§ INFORMATION SUPPLIED:

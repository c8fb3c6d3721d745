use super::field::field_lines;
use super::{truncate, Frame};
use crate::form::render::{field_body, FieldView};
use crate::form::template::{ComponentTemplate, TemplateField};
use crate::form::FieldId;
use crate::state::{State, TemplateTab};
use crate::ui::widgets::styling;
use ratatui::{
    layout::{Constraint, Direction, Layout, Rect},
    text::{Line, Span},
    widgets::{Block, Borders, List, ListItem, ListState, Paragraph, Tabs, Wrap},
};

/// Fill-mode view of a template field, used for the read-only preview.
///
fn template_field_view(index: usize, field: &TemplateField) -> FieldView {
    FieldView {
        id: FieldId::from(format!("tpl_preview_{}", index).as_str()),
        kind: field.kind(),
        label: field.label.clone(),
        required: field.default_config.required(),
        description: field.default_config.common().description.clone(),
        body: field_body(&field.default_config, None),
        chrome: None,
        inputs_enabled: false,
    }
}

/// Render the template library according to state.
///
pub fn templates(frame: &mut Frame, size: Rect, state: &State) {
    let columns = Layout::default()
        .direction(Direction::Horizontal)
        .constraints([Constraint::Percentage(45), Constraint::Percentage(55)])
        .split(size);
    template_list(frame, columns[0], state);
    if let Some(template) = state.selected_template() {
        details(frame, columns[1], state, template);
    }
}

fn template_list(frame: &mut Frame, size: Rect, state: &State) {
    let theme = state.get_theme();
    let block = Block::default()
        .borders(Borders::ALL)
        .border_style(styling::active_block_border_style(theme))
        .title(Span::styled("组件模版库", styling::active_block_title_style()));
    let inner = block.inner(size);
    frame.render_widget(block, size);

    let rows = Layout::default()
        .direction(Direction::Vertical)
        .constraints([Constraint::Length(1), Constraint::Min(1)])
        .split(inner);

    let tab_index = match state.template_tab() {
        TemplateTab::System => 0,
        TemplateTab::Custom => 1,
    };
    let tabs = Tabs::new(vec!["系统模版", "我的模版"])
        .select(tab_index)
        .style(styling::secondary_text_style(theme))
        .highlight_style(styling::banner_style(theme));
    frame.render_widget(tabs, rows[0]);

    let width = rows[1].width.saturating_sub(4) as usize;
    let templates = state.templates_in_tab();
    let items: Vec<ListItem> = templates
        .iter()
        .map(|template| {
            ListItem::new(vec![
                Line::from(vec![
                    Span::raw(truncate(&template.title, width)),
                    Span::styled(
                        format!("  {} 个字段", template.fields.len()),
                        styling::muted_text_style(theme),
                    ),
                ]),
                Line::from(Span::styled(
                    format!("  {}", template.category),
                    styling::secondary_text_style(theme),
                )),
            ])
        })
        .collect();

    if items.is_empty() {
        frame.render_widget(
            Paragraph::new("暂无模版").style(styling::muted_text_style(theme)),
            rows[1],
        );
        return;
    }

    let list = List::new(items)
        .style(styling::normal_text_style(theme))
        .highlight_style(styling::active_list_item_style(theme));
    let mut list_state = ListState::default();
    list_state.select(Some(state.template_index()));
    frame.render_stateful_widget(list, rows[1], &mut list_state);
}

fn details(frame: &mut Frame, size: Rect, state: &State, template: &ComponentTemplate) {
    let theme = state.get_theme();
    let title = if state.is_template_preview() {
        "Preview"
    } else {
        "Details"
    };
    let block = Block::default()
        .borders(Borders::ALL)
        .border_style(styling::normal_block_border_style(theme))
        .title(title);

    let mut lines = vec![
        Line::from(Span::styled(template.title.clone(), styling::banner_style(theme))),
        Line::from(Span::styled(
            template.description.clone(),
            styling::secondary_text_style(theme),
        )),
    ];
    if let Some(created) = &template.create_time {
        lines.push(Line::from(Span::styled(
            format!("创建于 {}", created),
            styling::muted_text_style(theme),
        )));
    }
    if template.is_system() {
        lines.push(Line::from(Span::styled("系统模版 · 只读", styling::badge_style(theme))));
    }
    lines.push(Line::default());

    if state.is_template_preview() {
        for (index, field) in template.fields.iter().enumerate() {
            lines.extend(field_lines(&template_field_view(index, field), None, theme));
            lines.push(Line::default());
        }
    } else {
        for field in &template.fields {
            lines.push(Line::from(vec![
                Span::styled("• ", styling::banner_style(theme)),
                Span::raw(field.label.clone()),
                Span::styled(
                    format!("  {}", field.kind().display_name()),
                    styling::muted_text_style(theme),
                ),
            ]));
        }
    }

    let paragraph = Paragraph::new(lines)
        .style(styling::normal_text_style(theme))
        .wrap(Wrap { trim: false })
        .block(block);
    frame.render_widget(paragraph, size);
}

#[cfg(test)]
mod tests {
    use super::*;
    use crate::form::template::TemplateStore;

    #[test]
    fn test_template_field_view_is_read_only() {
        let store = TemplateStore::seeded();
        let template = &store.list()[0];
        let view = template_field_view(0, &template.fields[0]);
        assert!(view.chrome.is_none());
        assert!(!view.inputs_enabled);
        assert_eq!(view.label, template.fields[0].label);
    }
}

...

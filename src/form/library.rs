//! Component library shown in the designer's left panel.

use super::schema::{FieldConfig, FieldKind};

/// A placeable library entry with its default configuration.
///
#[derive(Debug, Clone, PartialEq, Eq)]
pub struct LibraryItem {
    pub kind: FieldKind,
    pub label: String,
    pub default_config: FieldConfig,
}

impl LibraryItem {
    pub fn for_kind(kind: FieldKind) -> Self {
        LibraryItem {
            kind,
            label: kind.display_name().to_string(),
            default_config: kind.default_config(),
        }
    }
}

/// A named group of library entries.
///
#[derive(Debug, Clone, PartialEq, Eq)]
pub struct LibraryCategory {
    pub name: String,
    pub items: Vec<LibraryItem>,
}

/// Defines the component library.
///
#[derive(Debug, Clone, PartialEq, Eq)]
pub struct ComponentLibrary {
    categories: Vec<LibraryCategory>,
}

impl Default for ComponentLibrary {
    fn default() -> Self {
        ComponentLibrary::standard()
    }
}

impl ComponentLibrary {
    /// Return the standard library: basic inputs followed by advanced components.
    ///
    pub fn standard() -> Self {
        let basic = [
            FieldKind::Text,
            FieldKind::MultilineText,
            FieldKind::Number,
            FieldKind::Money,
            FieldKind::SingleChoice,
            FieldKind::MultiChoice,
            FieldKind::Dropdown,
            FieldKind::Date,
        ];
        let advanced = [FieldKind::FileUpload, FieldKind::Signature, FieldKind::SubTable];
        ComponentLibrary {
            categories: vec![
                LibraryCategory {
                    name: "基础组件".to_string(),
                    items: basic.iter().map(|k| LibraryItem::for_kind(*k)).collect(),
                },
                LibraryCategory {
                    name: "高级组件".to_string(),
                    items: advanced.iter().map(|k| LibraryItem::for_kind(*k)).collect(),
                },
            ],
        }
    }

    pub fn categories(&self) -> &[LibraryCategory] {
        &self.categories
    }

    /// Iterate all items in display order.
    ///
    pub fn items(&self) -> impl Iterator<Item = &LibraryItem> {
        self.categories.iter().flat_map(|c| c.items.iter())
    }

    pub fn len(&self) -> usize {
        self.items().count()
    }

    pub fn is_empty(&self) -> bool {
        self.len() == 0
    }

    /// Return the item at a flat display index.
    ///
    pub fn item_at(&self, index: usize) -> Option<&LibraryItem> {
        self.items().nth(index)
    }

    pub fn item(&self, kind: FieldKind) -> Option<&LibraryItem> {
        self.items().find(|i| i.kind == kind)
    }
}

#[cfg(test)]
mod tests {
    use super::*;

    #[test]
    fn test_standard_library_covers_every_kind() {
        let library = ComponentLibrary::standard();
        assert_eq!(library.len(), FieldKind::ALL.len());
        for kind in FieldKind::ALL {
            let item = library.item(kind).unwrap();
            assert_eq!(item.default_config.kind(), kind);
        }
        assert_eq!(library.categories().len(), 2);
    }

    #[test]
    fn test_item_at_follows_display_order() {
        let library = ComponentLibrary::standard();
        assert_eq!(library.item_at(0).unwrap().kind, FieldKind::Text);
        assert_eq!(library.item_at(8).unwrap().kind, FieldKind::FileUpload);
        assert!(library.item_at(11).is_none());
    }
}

§ TO DO:
Look above for the line containing "repository c8fb3c6d3721d745" and the line containing "let rows = Layout::default()". Transcribe both, with the lines between them, exactly.

§ EXERCISE ANSWER:
repository c8fb3c6d3721d745
use super::field::field_lines;
use super::{truncate, Frame};
use crate::form::render::{field_body, FieldView};
use crate::form::template::{ComponentTemplate, TemplateField};
use crate::form::FieldId;
use crate::state::{State, TemplateTab};
use crate::ui::widgets::styling;
use ratatui::{
    layout::{Constraint, Direction, Layout, Rect},
    text::{Line, Span},
    widgets::{Block, Borders, List, ListItem, ListState, Paragraph, Tabs, Wrap},
};

/// Fill-mode view of a template field, used for the read-only preview.
///
fn template_field_view(index: usize, field: &TemplateField) -> FieldView {
    FieldView {
        id: FieldId::from(format!("tpl_preview_{}", index).as_str()),
        kind: field.kind(),
        label: field.label.clone(),
        required: field.default_config.required(),
        description: field.default_config.common().description.clone(),
        body: field_body(&field.default_config, None),
        chrome: None,
        inputs_enabled: false,
    }
}

/// Render the template library according to state.
///
pub fn templates(frame: &mut Frame, size: Rect, state: &State) {
    let columns = Layout::default()
        .direction(Direction::Horizontal)
        .constraints([Constraint::Percentage(45), Constraint::Percentage(55)])
        .split(size);
    template_list(frame, columns[0], state);
    if let Some(template) = state.selected_template() {
        details(frame, columns[1], state, template);
    }
}

fn template_list(frame: &mut Frame, size: Rect, state: &State) {
    let theme = state.get_theme();
    let block = Block::default()
        .borders(Borders::ALL)
        .border_style(styling::active_block_border_style(theme))
        .title(Span::styled("组件模版库", styling::active_block_title_style()));
    let inner = block.inner(size);
    frame.render_widget(block, size);

    let rows = Layout::default()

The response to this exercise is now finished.